Hispania has featured an annual list of doctoral dissertations in literature and linguistics in Spanish and Portuguese for decades. The dissertation list indicates content focus and the number of students completing doctorates. The list provides information about the history of our profession and may shed light on the current and future trends in doctoral studies in Spanish and Portuguese. Recently, members of the AATSP Board of Directors discussed the creation of an online searchable database of dissertations, and the first step towards this goal took place in the September 2015 issue of Hispania (98.3), when the 2014 list of dissertations was published on Hispania’s Open Access page on the AATSP website (see www.aatsp.org) instead of appearing in the journal in the September issue, as was the custom. To this point, there had been very few changes in the practice of gathering and reporting dissertation information for the AATSP. There is a consensus around the profession that gathering this information is helpful for both beginning and senior scholars in our field. At the same time, there are questions about the true scope and reach of the list because there are no objective data on its completeness and accuracy. Nonetheless, departments in universities that offer PhD degrees in Spanish and Portuguese continue to submit reports on their dissertations year after year.

The first list of theses dealing with Hispano-American literature appeared in Hispania in May of 1935. Sturgis E. Leavitt compiled a report that detailed theses year-by-year dating back to 1915, including titles for both Masters and Doctoral degrees. Leavitt stated two purposes to the list: “to give some indication of the interest” and “to aid others who may turn to this field” (169).

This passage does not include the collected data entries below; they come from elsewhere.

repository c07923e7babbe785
//! Scramble engine
//!
//! One seeded stream drives, in order: the green-count draw, the shuffle of the 21
//! valid coordinates (the first `k` stay green), and the derangement of the rest.

use super::derangement::derange;
use super::distribution::GreenCountDistribution;
use crate::core::{Grid, Position, Solution, valid_positions};
use crate::feedback::recolor;
use crate::random::{Mulberry32, shuffle};
use rustc_hash::FxHashMap;
use serde::{Deserialize, Serialize};
use tracing::debug;

/// Scrambling parameters
#[derive(Debug, Clone, PartialEq, Eq, Serialize, Deserialize)]
#[serde(default)]
pub struct ScrambleConfig {
    /// Added to the puzzle seed so scrambling does not replay the generator's stream
    pub seed_offset: i64,
    /// Seeded shuffles tried before falling back to the repair pass
    pub max_shuffle_attempts: usize,
    /// How many cells start green, and how likely each count is
    pub green_counts: GreenCountDistribution,
}

impl Default for ScrambleConfig {
    fn default() -> Self {
        Self {
            seed_offset: 1,
            max_shuffle_attempts: 100,
            green_counts: GreenCountDistribution::standard(),
        }
    }
}

/// Build the player's starting grid for a solution
///
/// Guarantees, for every seed:
/// - the valid cells hold exactly the solution's letter multiset
/// - the drawn number of cells start green; every other cell holds a letter that
///   differs from the solution at that position (see [`derange`] for the
///   degenerate exceptions)
/// - the grid is not already solved, unless the solution uses a single letter
///
/// Statuses are computed by [`recolor`], so incidental yellows are already shown.
///
/// # Examples
/// ```
/// use waffle_daily::core::Solution;
/// use waffle_daily::feedback::is_won;
/// use waffle_daily::scramble::{ScrambleConfig, scramble_initial_grid};
///
/// let solution = Solution::from_rows(&["LANCE", "U O A", "NEVER", "C E L", "HOLLY"]).unwrap();
/// let grid = scramble_initial_grid(&solution, 7, &ScrambleConfig::default());
/// assert!(!is_won(&grid));
/// ```
#[must_use]
pub fn scramble_initial_grid(solution: &Solution, seed: i64, config: &ScrambleConfig) -> Grid {
    scramble_with_greens(solution, seed, config).grid
}

/// A starting grid together with the cells the scrambler left in place
#[derive(Debug, Clone, PartialEq, Eq)]
pub struct ScrambledGrid {
    pub grid: Grid,
    /// Cells kept at their solution letter, in draw order
    pub greens: Vec<Position>,
}

/// [`scramble_initial_grid`], also reporting which cells were meant to start green
///
/// Every valid cell outside `greens` should differ from the solution; a match there
/// is a derangement failure rather than an intended green.
#[must_use]
pub fn scramble_with_greens(
    solution: &Solution,
    seed: i64,
    config: &ScrambleConfig,
) -> ScrambledGrid {
    let mut rng = Mulberry32::new(seed.wrapping_add(config.seed_offset));

    let drawn = config.green_counts.sample(rng.next_f64());
    let mut positions = valid_positions();
    shuffle(&mut positions, &mut rng);

    let greens = keep_scramble_movable(solution, &positions, drawn.min(positions.len()));
    let scrambled = &positions[greens..];

    let original: Vec<char> = scrambled
        .iter()
        .filter_map(|&position| solution.letter(position))
        .collect();
    let deranged = derange(&original, &mut rng, config.max_shuffle_attempts);

    let placed: FxHashMap<Position, char> = scrambled.iter().copied().zip(deranged).collect();

    debug!(seed, greens, scrambled = scrambled.len(), "scrambled initial grid");

    let grid = Grid::from_letters(|position| {
        placed
            .get(&position)
            .copied()
            .or_else(|| solution.letter(position))
            .unwrap_or(' ')
    });

    ScrambledGrid {
        grid: recolor(&grid, solution),
        greens: positions[..greens].to_vec(),
    }
}

/// Shrink the green set until the scrambled cells hold at least two distinct letters
///
/// With a single distinct letter no rearrangement can differ from the solution.
fn keep_scramble_movable(solution: &Solution, shuffled: &[Position], mut greens: usize) -> usize {
    let distinct = |from: usize| {
        let mut letters: Vec<char> = shuffled[from..]
            .iter()
            .filter_map(|&position| solution.letter(position))
            .collect();
        letters.sort_unstable();
        letters.dedup();
        letters.len()
    };

    while greens > 0 && distinct(greens) < 2 {
        greens -= 1;
    }
    greens
}

#[cfg(test)]
mod tests {
    use super::*;
    use crate::core::{CellStatus, VALID_CELL_COUNT};
    use crate::feedback::is_won;
    use crate::scramble::GreenWeight;

    fn fallback_like() -> Solution {
        Solution::from_rows(&["LANCE", "U O A", "NEVER", "C E L", "HOLLY"]).unwrap()
    }

    fn latin() -> Solution {
        Solution::from_rows(&["ABCDE", "F H J", "KLMNO", "P R T", "UVWXY"]).unwrap()
    }

    fn sorted_letters(grid: &Grid) -> Vec<char> {
        let mut letters = grid.letters();
        letters.sort_unstable();
        letters
    }

    fn matches(grid: &Grid, solution: &Solution) -> usize {
        valid_positions()
            .into_iter()
            .filter(|&position| grid.letter(position) == solution.letter(position))
            .count()
    }

    /// Green count the engine draws for a seed: the first value of its stream
    fn drawn_greens(seed: i64, config: &ScrambleConfig) -> usize {
        let mut rng = Mulberry32::new(seed + config.seed_offset);
        config
            .green_counts
            .sample(rng.next_f64())
            .min(VALID_CELL_COUNT)
    }

    fn check_invariants(solution: &Solution, config: &ScrambleConfig) {
        let range = config.green_counts.range().unwrap();
        let expected_letters = sorted_letters(&solution.solved_grid());

        for seed in 0..300 {
            let ScrambledGrid { grid, greens } = scramble_with_greens(solution, seed, config);

            assert_eq!(sorted_letters(&grid), expected_letters, "seed {seed}");

            let drawn = drawn_greens(seed, config);
            assert!(range.contains(&drawn), "seed {seed}: {drawn} greens");
            assert_eq!(greens.len(), drawn, "seed {seed}");
            assert_eq!(matches(&grid, solution), drawn, "seed {seed}");
            assert_eq!(grid.count(CellStatus::Correct), drawn, "seed {seed}");

            for position in valid_positions() {
                if greens.contains(&position) {
                    assert_eq!(grid.letter(position), solution.letter(position));
                } else {
                    assert_ne!(
                        grid.letter(position),
                        solution.letter(position),
                        "seed {seed}: {position} kept its letter"
                    );
                }
            }
            assert!(!is_won(&grid), "seed {seed}");
        }
    }

    #[test]
    fn scramble_with_greens_matches_plain_scramble() {
        let solution = fallback_like();
        let config = ScrambleConfig::default();
        for seed in [0, 1, 17, -3] {
            assert_eq!(
                scramble_with_greens(&solution, seed, &config).grid,
                scramble_initial_grid(&solution, seed, &config)
            );
        }
    }

    #[test]
    fn crowded_solution_leaves_extra_matches_outside_greens() {
        let solution =
            Solution::from_rows(&["EERIE", "E E E", "RESET", "I E E", "EERIE"]).unwrap();
        let ScrambledGrid { grid, greens } =
            scramble_with_greens(&solution, 0, &ScrambleConfig::default());

        assert_eq!(greens.len(), 6);
        assert!(matches(&grid, &solution) > greens.len());
    }

    #[test]
    fn invariants_hold_for_standard_distribution() {
        check_invariants(&fallback_like(), &ScrambleConfig::default());
        check_invariants(&latin(), &ScrambleConfig::default());
    }

    #[test]
    fn invariants_hold_for_gentle_distribution() {
        let config = ScrambleConfig {
            green_counts: GreenCountDistribution::gentle(),
            ..ScrambleConfig::default()
        };
        check_invariants(&fallback_like(), &config);
        check_invariants(&latin(), &config);
    }

    #[test]
    fn scramble_is_deterministic() {
        let solution = fallback_like();
        let config = ScrambleConfig::default();
        for seed in [1, 2, 365, -4] {
            assert_eq!(
                scramble_initial_grid(&solution, seed, &config),
                scramble_initial_grid(&solution, seed, &config)
            );
        }
    }

    #[test]
    fn reference_scramble_for_seed_one() {
        let grid = scramble_initial_grid(&fallback_like(), 1, &ScrambleConfig::default());
        assert_eq!(grid.to_string(), "ELHCL\nV E N\nNOELR\nC E O\nALAUY");
    }

    #[test]
    fn seed_offset_changes_the_scramble() {
        let solution = fallback_like();
        let shifted = ScrambleConfig {
            seed_offset: 0,
            ..ScrambleConfig::default()
        };
        // Offset 0 at seed 2 replays offset 1 at seed 1
        assert_eq!(
            scramble_initial_grid(&solution, 2, &shifted),
            scramble_initial_grid(&solution, 1, &ScrambleConfig::default())
        );
    }

    #[test]
    fn statuses_are_already_colored() {
        let solution = fallback_like();
        let grid = scramble_initial_grid(&solution, 11, &ScrambleConfig::default());
        assert_eq!(recolor(&grid, &solution), grid);
        assert_eq!(grid.count(CellStatus::Gap), 4);
    }

    #[test]
    fn crowded_solution_is_never_solved() {
        // Most cells share one letter, so a full derangement is impossible
        let solution =
            Solution::from_rows(&["EERIE", "E E E", "RESET", "I E E", "EERIE"]).unwrap();
        let expected_letters = sorted_letters(&solution.solved_grid());
        for seed in 0..100 {
            let grid = scramble_initial_grid(&solution, seed, &ScrambleConfig::default());
            assert_eq!(sorted_letters(&grid), expected_letters);
            assert!(!is_won(&grid));
        }
    }

    #[test]
    fn single_letter_solution_drops_greens() {
        let solution =
            Solution::from_rows(&["AAAAA", "A A A", "AAAAA", "A A A", "AAAAA"]).unwrap();
        let grid = scramble_initial_grid(&solution, 3, &ScrambleConfig::default());
        // Nothing can move; every cell necessarily matches
        assert_eq!(grid.count(CellStatus::Correct), VALID_CELL_COUNT);
    }

    #[test]
    fn oversized_green_count_is_clamped() {
        let config = ScrambleConfig {
            green_counts: GreenCountDistribution::new(vec![GreenWeight {
                greens: 40,
                weight: 1,
            }]),
            ..ScrambleConfig::default()
        };
        let grid = scramble_initial_grid(&latin(), 1, &config);
        // Clamped to 21, then reduced until two distinct letters can move
        assert_eq!(grid.count(CellStatus::Correct), VALID_CELL_COUNT - 2);
    }
}
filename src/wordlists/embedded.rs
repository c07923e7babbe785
//! Embedded word list
//!
//! Compiled into the binary at build time from `data/words.txt`.

include!(concat!(env!("OUT_DIR"), "/words.rs"));
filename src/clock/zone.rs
//! Reference timezone rules
//!
//! The daily rollover happens at local midnight in a fixed zone. Offsets are derived
//! from the calendar rule, never from the host's timezone database.

use chrono::{DateTime, Datelike, Days, FixedOffset, NaiveDate, NaiveTime, Offset, Utc};

/// Maps UTC instants to a local calendar
pub trait ReferenceZone {
    /// UTC offset in effect at `instant`
    fn utc_offset(&self, instant: DateTime<Utc>) -> FixedOffset;

    /// Local calendar date at `instant`
    fn local_date(&self, instant: DateTime<Utc>) -> NaiveDate {
        instant.with_timezone(&self.utc_offset(instant)).date_naive()
    }
}

/// Build an offset from seconds east of UTC, clamping nonsense to UTC
fn offset_east(seconds: i32) -> FixedOffset {
    FixedOffset::east_opt(seconds).unwrap_or_else(|| Utc.fix())
}

/// A zone with no daylight saving
#[derive(Debug, Clone, Copy, PartialEq, Eq)]
pub struct FixedZone(pub FixedOffset);

impl FixedZone {
    #[must_use]
    pub fn utc() -> Self {
        Self(Utc.fix())
    }
}

impl ReferenceZone for FixedZone {
    fn utc_offset(&self, _instant: DateTime<Utc>) -> FixedOffset {
        self.0
    }
}

/// EU summer-time rule
///
/// Summer time (standard + 1h) runs from 01:00 UTC on the last Sunday of March to
/// 01:00 UTC on the last Sunday of October. With a +01:00 standard offset this is
/// Central European Time, e.g. Europe/Amsterdam.
#[derive(Debug, Clone, Copy, PartialEq, Eq)]
pub struct EuropeanSummerTime {
    standard_offset_seconds: i32,
}

impl EuropeanSummerTime {
    /// CET / CEST
    pub const CENTRAL: Self = Self::new(3600);

    #[must_use]
    pub const fn new(standard_offset_seconds: i32) -> Self {
        Self {
            standard_offset_seconds,
        }
    }

    /// Whether summer time is in effect at `instant`
    #[must_use]
    pub fn is_summer_time(&self, instant: DateTime<Utc>) -> bool {
        let year = instant.year();
        match (transition(year, 3), transition(year, 10)) {
            (Some(start), Some(end)) => start <= instant && instant < end,
            _ => false,
        }
    }
}

impl ReferenceZone for EuropeanSummerTime {
    fn utc_offset(&self, instant: DateTime<Utc>) -> FixedOffset {
        let shift = if self.is_summer_time(instant) { 3600 } else { 0 };
        offset_east(self.standard_offset_seconds + shift)
    }
}

/// 01:00 UTC on the last Sunday of `month`
fn transition(year: i32, month: u32) -> Option<DateTime<Utc>> {
    let first_of_next = if month == 12 {
        NaiveDate::from_ymd_opt(year + 1, 1, 1)
    } else {
        NaiveDate::from_ymd_opt(year, month + 1, 1)
    }?;
    let last_day = first_of_next.pred_opt()?;
    let back = u64::from(last_day.weekday().num_days_from_sunday());
    let sunday = last_day.checked_sub_days(Days::new(back))?;
    let one_am = NaiveTime::from_hms_opt(1, 0, 0)?;
    Some(sunday.and_time(one_am).and_utc())
}

#[cfg(test)]
mod tests {
    use super::*;
    use test_case::test_case;

    fn at(text: &str) -> DateTime<Utc> {
        text.parse().unwrap()
    }

    #[test_case(2024, 3, "2024-03-31T01:00:00Z")]
    #[test_case(2024, 10, "2024-10-27T01:00:00Z")]
    #[test_case(2025, 3, "2025-03-30T01:00:00Z")]
    #[test_case(2025, 10, "2025-10-26T01:00:00Z")]
    #[test_case(2026, 3, "2026-03-29T01:00:00Z")]
    #[test_case(2026, 10, "2026-10-25T01:00:00Z")]
    fn transitions(year: i32, month: u32, expected: &str) {
        assert_eq!(transition(year, month), Some(at(expected)));
    }

    #[test_case("2025-01-15T12:00:00Z", 3600)]
    #[test_case("2025-03-30T00:59:59Z", 3600)]
    #[test_case("2025-03-30T01:00:00Z", 7200)]
    #[test_case("2025-07-01T12:00:00Z", 7200)]
    #[test_case("2025-10-26T00:59:59Z", 7200)]
    #[test_case("2025-10-26T01:00:00Z", 3600)]
    #[test_case("2025-12-31T23:00:00Z", 3600)]
    fn central_offsets(instant: &str, seconds: i32) {
        let offset = EuropeanSummerTime::CENTRAL.utc_offset(at(instant));
        assert_eq!(offset.local_minus_utc(), seconds);
    }

    #[test_case("2025-03-29T22:59:59Z", "2025-03-29")]
    #[test_case("2025-03-29T23:00:00Z", "2025-03-30")]
    #[test_case("2025-03-30T21:59:59Z", "2025-03-30")]
    #[test_case("2025-03-30T22:00:00Z", "2025-03-31")]
    #[test_case("2025-12-31T23:00:00Z", "2026-01-01")]
    fn central_local_dates(instant: &str, date: &str) {
        let expected: NaiveDate = date.parse().unwrap();
        assert_eq!(EuropeanSummerTime::CENTRAL.local_date(at(instant)), expected);
    }

    #[test]
    fn fixed_zone_ignores_season() {
        let zone = FixedZone::utc();
        assert_eq!(zone.utc_offset(at("2025-07-01T12:00:00Z")).local_minus_utc(), 0);
        assert_eq!(
            zone.local_date(at("2025-07-01T23:59:59Z")),
            "2025-07-01".parse::<NaiveDate>().unwrap()
        );
    }
}
//! Feedback coloring
//!
//! Recomputes every cell's status from scratch for a candidate grid against the
//! solution. Recoloring only reads letters, so it is idempotent.

mod colorer;

pub use colorer::{is_won, recolor};
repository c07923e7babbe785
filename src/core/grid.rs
//! The 5×5 waffle grid
//!
//! Geometry: a cell (row, col) is a gap iff both coordinates are odd. Every other
//! cell belongs to the horizontal word of its row (even rows) and/or the vertical
//! word of its column (even columns). Even/even cells are intersections.

use super::word::{WORD_LENGTH, Word};
use std::fmt;
use thiserror::Error;

/// Side length of the grid
pub const GRID_SIZE: usize = WORD_LENGTH;

/// Number of words along each axis (rows 0/2/4, columns 0/2/4)
pub const WORDS_PER_AXIS: usize = 3;

/// Number of non-gap cells
pub const VALID_CELL_COUNT: usize = 21;

/// Even line indices that carry a word
pub const WORD_LINES: [usize; WORDS_PER_AXIS] = [0, 2, 4];

/// A grid coordinate
#[derive(Debug, Clone, Copy, PartialEq, Eq, Hash, PartialOrd, Ord)]
pub struct Position {
    pub row: usize,
    pub col: usize,
}

impl Position {
    #[must_use]
    pub const fn new(row: usize, col: usize) -> Self {
        Self { row, col }
    }

    #[must_use]
    pub const fn in_bounds(self) -> bool {
        self.row < GRID_SIZE && self.col < GRID_SIZE
    }

    /// Gap cells sit where an odd row meets an odd column
    #[must_use]
    pub const fn is_gap(self) -> bool {
        self.row % 2 == 1 && self.col % 2 == 1
    }

    /// In bounds and not a gap
    #[must_use]
    pub const fn is_valid(self) -> bool {
        self.in_bounds() && !self.is_gap()
    }

    /// Belongs to the horizontal word of its row
    #[must_use]
    pub const fn on_word_row(self) -> bool {
        self.row % 2 == 0
    }

    /// Belongs to the vertical word of its column
    #[must_use]
    pub const fn on_word_col(self) -> bool {
        self.col % 2 == 0
    }
}

impl fmt::Display for Position {
    fn fmt(&self, f: &mut fmt::Formatter<'_>) -> fmt::Result {
        write!(f, "({}, {})", self.row + 1, self.col + 1)
    }
}

/// All 21 valid positions in row-major order
#[must_use]
pub fn valid_positions() -> Vec<Position> {
    (0..GRID_SIZE)
        .flat_map(|row| (0..GRID_SIZE).map(move |col| Position::new(row, col)))
        .filter(|pos| !pos.is_gap())
        .collect()
}

/// Per-cell feedback state
#[derive(Debug, Clone, Copy, PartialEq, Eq, Hash)]
pub enum CellStatus {
    /// Green: letter matches the solution at this position
    Correct,
    /// Yellow: letter still needed elsewhere in this cell's row or column word
    Present,
    /// Gray: letter not needed, or its need was already claimed
    Wrong,
    /// Non-participating cell
    Gap,
}

/// One grid cell; gaps carry no letter
#[derive(Debug, Clone, Copy, PartialEq, Eq, Hash)]
pub struct Cell {
    letter: Option<char>,
    status: CellStatus,
}

impl Cell {
    pub const GAP: Self = Self {
        letter: None,
        status: CellStatus::Gap,
    };

    #[must_use]
    pub const fn new(letter: char, status: CellStatus) -> Self {
        Self {
            letter: Some(letter),
            status,
        }
    }

    #[must_use]
    pub const fn letter(self) -> Option<char> {
        self.letter
    }

    #[must_use]
    pub const fn status(self) -> CellStatus {
        self.status
    }

    #[must_use]
    pub const fn is_gap(self) -> bool {
        matches!(self.status, CellStatus::Gap)
    }

    /// Same letter with a new status; gaps stay gaps
    #[must_use]
    pub const fn with_status(self, status: CellStatus) -> Self {
        if self.is_gap() {
            self
        } else {
            Self {
                letter: self.letter,
                status,
            }
        }
    }
}

/// Errors for grids and solutions that do not have the waffle shape
#[derive(Debug, Clone, PartialEq, Eq, Error)]
pub enum SolutionError {
    #[error("Expected 5 rows, got {0}")]
    RowCount(usize),
    #[error("Row {row} must have 5 characters, got {len}")]
    RowLength { row: usize, len: usize },
    #[error("Cell {position} must be a letter")]
    MissingLetter { position: Position },
    #[error("Gap cell {position} must be blank")]
    FilledGap { position: Position },
}

/// The solved letter layout for one puzzle
///
/// Immutable once built; gap positions hold `None`.
#[derive(Debug, Clone, PartialEq, Eq, Hash)]
pub struct Solution {
    letters: [[Option<char>; GRID_SIZE]; GRID_SIZE],
}

impl Solution {
    /// Lay out three horizontal and three vertical words
    ///
    /// Rows 0/2/4 take the horizontal words; the odd letters of each vertical word
    /// fill rows 1 and 3 of columns 0/2/4. Crossing letters are taken from the
    /// horizontal words, so callers must pass words that agree at intersections.
    #[must_use]
    pub fn from_words(
        horizontal: [&Word; WORDS_PER_AXIS],
        vertical: [&Word; WORDS_PER_AXIS],
    ) -> Self {
        let mut letters = [[None; GRID_SIZE]; GRID_SIZE];

        for (word, &row) in horizontal.iter().zip(&WORD_LINES) {
            for (col, &letter) in word.letters().iter().enumerate() {
                letters[row][col] = Some(letter);
            }
        }

        for (word, &col) in vertical.iter().zip(&WORD_LINES) {
            for row in [1, 3] {
                letters[row][col] = Some(word.letter_at(row));
            }
        }

        Self { letters }
    }

    /// Parse five row strings, using a space for gaps
    ///
    /// # Errors
    /// Returns `SolutionError` when the shape is wrong or a gap/letter is misplaced.
    ///
    /// # Examples
    /// ```
    /// use waffle_daily::core::Solution;
    ///
    /// let solution = Solution::from_rows(&["ABCDE", "F H J", "KLMNO", "P R T", "UVWXY"]).unwrap();
    /// assert_eq!(solution.horizontal_words()[1], "KLMNO");
    /// assert_eq!(solution.vertical_words()[2], "EJOTY");
    /// ```
    pub fn from_rows(rows: &[&str]) -> Result<Self, SolutionError> {
        if rows.len() != GRID_SIZE {
            return Err(SolutionError::RowCount(rows.len()));
        }

        let mut letters = [[None; GRID_SIZE]; GRID_SIZE];
        for (row, text) in rows.iter().enumerate() {
            let chars: Vec<char> = text.chars().flat_map(char::to_uppercase).collect();
            if chars.len() != GRID_SIZE {
                return Err(SolutionError::RowLength {
                    row,
                    len: chars.len(),
                });
            }

            for (col, ch) in chars.into_iter().enumerate() {
                let position = Position::new(row, col);
                match (position.is_gap(), ch.is_alphabetic()) {
                    (true, false) => {}
                    (true, true) => return Err(SolutionError::FilledGap { position }),
                    (false, true) => letters[row][col] = Some(ch),
                    (false, false) => return Err(SolutionError::MissingLetter { position }),
                }
            }
        }

        Ok(Self { letters })
    }

    /// Letter at a position; `None` for gaps and out-of-bounds
    #[must_use]
    pub fn letter(&self, position: Position) -> Option<char> {
        if position.in_bounds() {
            self.letters[position.row][position.col]
        } else {
            None
        }
    }

    /// Words of rows 0/2/4
    #[must_use]
    pub fn horizontal_words(&self) -> [String; WORDS_PER_AXIS] {
        WORD_LINES.map(|row| {
            (0..GRID_SIZE)
                .filter_map(|col| self.letters[row][col])
                .collect()
        })
    }

    /// Words of columns 0/2/4
    #[must_use]
    pub fn vertical_words(&self) -> [String; WORDS_PER_AXIS] {
        WORD_LINES.map(|col| {
            (0..GRID_SIZE)
                .filter_map(|row| self.letters[row][col])
                .collect()
        })
    }

    /// The solved grid: every valid cell `Correct`
    #[must_use]
    pub fn solved_grid(&self) -> Grid {
        let mut grid = Grid::empty();
        for position in valid_positions() {
            if let Some(letter) = self.letter(position) {
                grid.cells[position.row][position.col] = Cell::new(letter, CellStatus::Correct);
            }
        }
        grid
    }
}

impl fmt::Display for Solution {
    fn fmt(&self, f: &mut fmt::Formatter<'_>) -> fmt::Result {
        for (row, letters) in self.letters.iter().enumerate() {
            if row > 0 {
                writeln!(f)?;
            }
            for letter in letters {
                write!(f, "{}", letter.unwrap_or(' '))?;
            }
        }
        Ok(())
    }
}

/// Player-facing grid: letters plus their current statuses
///
/// Values are immutable snapshots; every transform returns a new grid.
#[derive(Debug, Clone, PartialEq, Eq, Hash)]
pub struct Grid {
    cells: [[Cell; GRID_SIZE]; GRID_SIZE],
}

impl Grid {
    /// All-gap grid used as a blank canvas
    fn empty() -> Self {
        Self {
            cells: [[Cell::GAP; GRID_SIZE]; GRID_SIZE],
        }
    }

    /// Build a grid from a letter for each valid position, all marked `Wrong`
    ///
    /// Statuses are provisional until the grid is recolored.
    #[must_use]
    pub fn from_letters(letter_at: impl Fn(Position) -> char) -> Self {
        let mut grid = Self::empty();
        for position in valid_positions() {
            grid.cells[position.row][position.col] =
                Cell::new(letter_at(position), CellStatus::Wrong);
        }
        grid
    }

    /// Cell at a position
    ///
    /// # Panics
    /// Panics if the position is out of bounds
    #[must_use]
    pub const fn cell(&self, position: Position) -> Cell {
        self.cells[position.row][position.col]
    }

    #[must_use]
    pub const fn letter(&self, position: Position) -> Option<char> {
        self.cell(position).letter()
    }

    #[must_use]
    pub const fn status(&self, position: Position) -> CellStatus {
        self.cell(position).status()
    }

    /// Rows of cells, top to bottom
    pub fn rows(&self) -> impl Iterator<Item = &[Cell; GRID_SIZE]> {
        self.cells.iter()
    }

    /// Copy of this grid with new statuses; letters and gaps are untouched
    #[must_use]
    pub fn with_statuses(&self, status_at: impl Fn(Position) -> CellStatus) -> Self {
        let mut grid = self.clone();
        for position in valid_positions() {
            let cell = &mut grid.cells[position.row][position.col];
            *cell = cell.with_status(status_at(position));
        }
        grid
    }

    /// Copy of this grid with the letters of two cells exchanged
    ///
    /// Statuses travel with nothing: both cells come back `Wrong` until recolored.
    ///
    /// # Panics
    /// Panics if either position is out of bounds or a gap
    #[must_use]
    pub fn swapped(&self, a: Position, b: Position) -> Self {
        assert!(a.is_valid() && b.is_valid(), "cannot swap {a} and {b}");
        let mut grid = self.clone();
        let first = self.cell(a);
        let second = self.cell(b);
        grid.cells[a.row][a.col] = second.with_status(CellStatus::Wrong);
        grid.cells[b.row][b.col] = first.with_status(CellStatus::Wrong);
        grid
    }

    /// Number of cells with the given status
    #[must_use]
    pub fn count(&self, status: CellStatus) -> usize {
        self.cells
            .iter()
            .flatten()
            .filter(|cell| cell.status() == status)
            .count()
    }

    /// Letters of the valid cells in row-major order
    #[must_use]
    pub fn letters(&self) -> Vec<char> {
        valid_positions()
            .into_iter()
            .filter_map(|position| self.letter(position))
            .collect()
    }
}

impl fmt::Display for Grid {
    fn fmt(&self, f: &mut fmt::Formatter<'_>) -> fmt::Result {
        for (row, cells) in self.cells.iter().enumerate() {
            if row > 0 {
                writeln!(f)?;
            }
            for cell in cells {
                write!(f, "{}", cell.letter().unwrap_or(' '))?;
            }
        }
        Ok(())
    }
}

Leavitt proposed that registering a thesis topic in Hispania should create a clearing house that would prevent duplication: “with so wide a field before one, it seems hardly advisable to follow far in the footsteps of another,” as he noted that one case of repetition had already been resolved (169). Thereafter, the “News and Notes” column of the October 1935 edition advised:

Each year after the Master’s degree has been awarded, the author, title of thesis, and college should be published in HISPANIA. When the Ph.D. thesis has been actually begun, the author, title, college, and adviser should be ‘registered’ in the same place; and later, when the degree has been conferred, the item without the adviser’s name should appear again.

(334; format in original)

Leavitt continued the yearly task of compiling the thesis lists until 1944, and L. Lomas Barrett (one of Leavitt’s former students) became the list compiler in 1945. In 1950, Barrett began to include titles of only PhD dissertations, stating, “it seems of dubious value to devote space to publicizing M.A. theses unless they represent genuine research” (119). William J. Smither assumed responsibility for the annual list in 1951, and a series of AATSP members have maintained the lists to this day. [End Page 200]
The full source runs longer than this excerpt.